A Nigerian man played mobile game Dream League Soccer 2023 for 75 consecutive hours, setting a new Guinness World Record. Observers called it every bit as exciting as watching real-life soccer.

A Texas man changed his name to Literally Anybody Else so that he could announce his candidacy for U.S. President. He has yet to choose a running mate, but is leaning toward Whatever Dude and Who T.F. Cares.

A new study finds young people get most of their calories from processed food. Seizing the opportunity, Oscar Mayer plans to expand the Lunchables line to Breakfastables, Dinnerables and Snackables.

Joe Biden tested positive for COVID. Democrats are recommending he quarantine until at least the middle of November.

Ford will spend billions to expand large pickup truck production in a plant it had originally had planned for electric cars. They’ll also expand production of Truck Nutz in a plant originally intended for EV Nutz.

Amazon Prime Day drove a record $14.2 billion in sales, an 11% increase over 2023. A slightly lower 10% increase was recorded in delivery driver heat strokes.

Costco is selling an “apocalypse bucket” with food that will last 25 years. The bucket contains 80 entrees & sides, 30 breakfast servings, 40 powdered drink servings, and an Uber Eats Apocalypse coupon for when it runs out.

Kris Jenner underwent a hysterectomy to remove an ovarian tumor. Her boyfriend Corey Gamble said the worst part of her recovery was “not hooking up for two weeks”. And the second-worst part was “losing camera time to the tumor”.

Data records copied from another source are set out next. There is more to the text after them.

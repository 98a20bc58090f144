//! Conversions between domain types and the wire DTOs in `shared`.

pub mod rotation_mapper;
pub mod spend_mapper;
pub mod tier_mapper;
pub mod transaction_mapper;

pub use rotation_mapper::RotationMapper;
pub use spend_mapper::SpendMapper;
pub use tier_mapper::TierMapper;
pub use transaction_mapper::TransactionMapper;
//! Points economy service: game rewards, a daily game rotation, voucher and
//! wheel spending, leaderboards and ledger reconciliation.

pub mod backend;
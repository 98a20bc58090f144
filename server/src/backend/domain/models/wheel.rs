//! Prize wheel configuration and weighted draws.
use anyhow::{anyhow, Result};
use rand::Rng;
use serde::{Deserialize, Serialize};
use std::str::FromStr;

#[derive(Debug, Clone, Copy, PartialEq, Eq, Serialize, Deserialize)]
#[serde(rename_all = "snake_case")]
pub enum PrizeKind {
    /// Credits `value` points to the balance
    Points,
    /// Physical or shop item, fulfilled outside the ledger
    Item,
    Voucher,
    Nothing,
}

impl PrizeKind {
    pub fn as_str(&self) -> &'static str {
        match self {
            PrizeKind::Points => "points",
            PrizeKind::Item => "item",
            PrizeKind::Voucher => "voucher",
            PrizeKind::Nothing => "nothing",
        }
    }
}

impl FromStr for PrizeKind {
    type Err = anyhow::Error;

    fn from_str(s: &str) -> Result<Self> {
        match s {
            "points" => Ok(PrizeKind::Points),
            "item" => Ok(PrizeKind::Item),
            "voucher" => Ok(PrizeKind::Voucher),
            "nothing" => Ok(PrizeKind::Nothing),
            other => Err(anyhow!("Unknown prize kind: {}", other)),
        }
    }
}

#[derive(Debug, Clone, PartialEq, Serialize, Deserialize)]
pub struct WheelPrize {
    pub id: String,
    pub label: String,
    pub kind: PrizeKind,
    #[serde(default)]
    pub value: i64,
    pub weight: u32,
}

#[derive(Debug, Clone, PartialEq)]
pub struct PrizeTable {
    prizes: Vec<WheelPrize>,
    total_weight: u32,
}

impl PrizeTable {
    pub fn new(prizes: Vec<WheelPrize>) -> Result<Self> {
        if prizes.is_empty() {
            return Err(anyhow!("Prize table cannot be empty"));
        }
        for prize in &prizes {
            if prize.kind == PrizeKind::Points && prize.value <= 0 {
                return Err(anyhow!("Points prize {} must have a positive value", prize.id));
            }
        }
        let total_weight = prizes
            .iter()
            .try_fold(0u32, |acc, p| acc.checked_add(p.weight))
            .ok_or_else(|| anyhow!("Prize weights overflow"))?;
        if total_weight == 0 {
            return Err(anyhow!("Prize table needs at least one positive weight"));
        }
        Ok(Self {
            prizes,
            total_weight,
        })
    }

    pub fn default_prizes() -> Vec<WheelPrize> {
        let prize = |id: &str, label: &str, kind, value, weight| WheelPrize {
            id: id.to_string(),
            label: label.to_string(),
            kind,
            value,
            weight,
        };
        vec![
            prize("points-10", "10 points", PrizeKind::Points, 10, 35),
            prize("points-25", "25 points", PrizeKind::Points, 25, 25),
            prize("points-50", "50 points", PrizeKind::Points, 50, 12),
            prize("points-100", "100 points", PrizeKind::Points, 100, 5),
            prize("sticker-pack", "Sticker pack", PrizeKind::Item, 0, 8),
            prize("try-again", "Better luck next time", PrizeKind::Nothing, 0, 15),
        ]
    }

    pub fn prizes(&self) -> &[WheelPrize] {
        &self.prizes
    }

    pub fn draw<R: Rng + ?Sized>(&self, rng: &mut R) -> &WheelPrize {
        let roll = rng.gen_range(0..self.total_weight);
        self.select_by_roll(roll)
    }

    fn select_by_roll(&self, roll: u32) -> &WheelPrize {
        let mut cumulative = 0u32;
        for prize in &self.prizes {
            cumulative += prize.weight;
            if roll < cumulative {
                return prize;
            }
        }
        // roll < total_weight, so the loop always returns
        &self.prizes[self.prizes.len() - 1]
    }
}

/// Persisted outcome of one spin
#[derive(Debug, Clone, PartialEq)]
pub struct WheelSpin {
    pub id: String,
    pub uid: String,
    pub prize_id: String,
    pub prize_kind: PrizeKind,
    pub prize_value: i64,
    pub was_free: bool,
    pub points_charged: i64,
    pub spun_at: String,
}

impl WheelSpin {
    pub fn generate_id() -> String {
        format!("spin::{}", uuid::Uuid::new_v4().simple())
    }
}
#[derive(Debug, Clone, PartialEq)]
pub struct LeaderboardEntry {
    pub game_id: String,
    pub uid: String,
    pub name: String,
    /// Sum of pre-tier `finalPoints` across every awarded play of this game
    pub total_points: i64,
    pub plays: i64,
    pub last_played: String,
}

An account on gaming website Steam which was believed to belong to Donald Trump’s assassin was determined to be fake. However an account belonging to him was verified on Out Of Steam.

Tiger Woods arrived to compete in The Open Championship in Scotland – as host course Royal Troon opened up a four-day pop-up Perkins Pancake house for him to spend time with hostesses.

14-year-old Cavan Sullivan made his Major League Soccer debut in the 85th minute for the Philadelphia Union in their 5-1 victory over the New England Revolution. Gracious Philadelphia sports fans say they’ll wait at least until he’s 16 before telling him he sucks.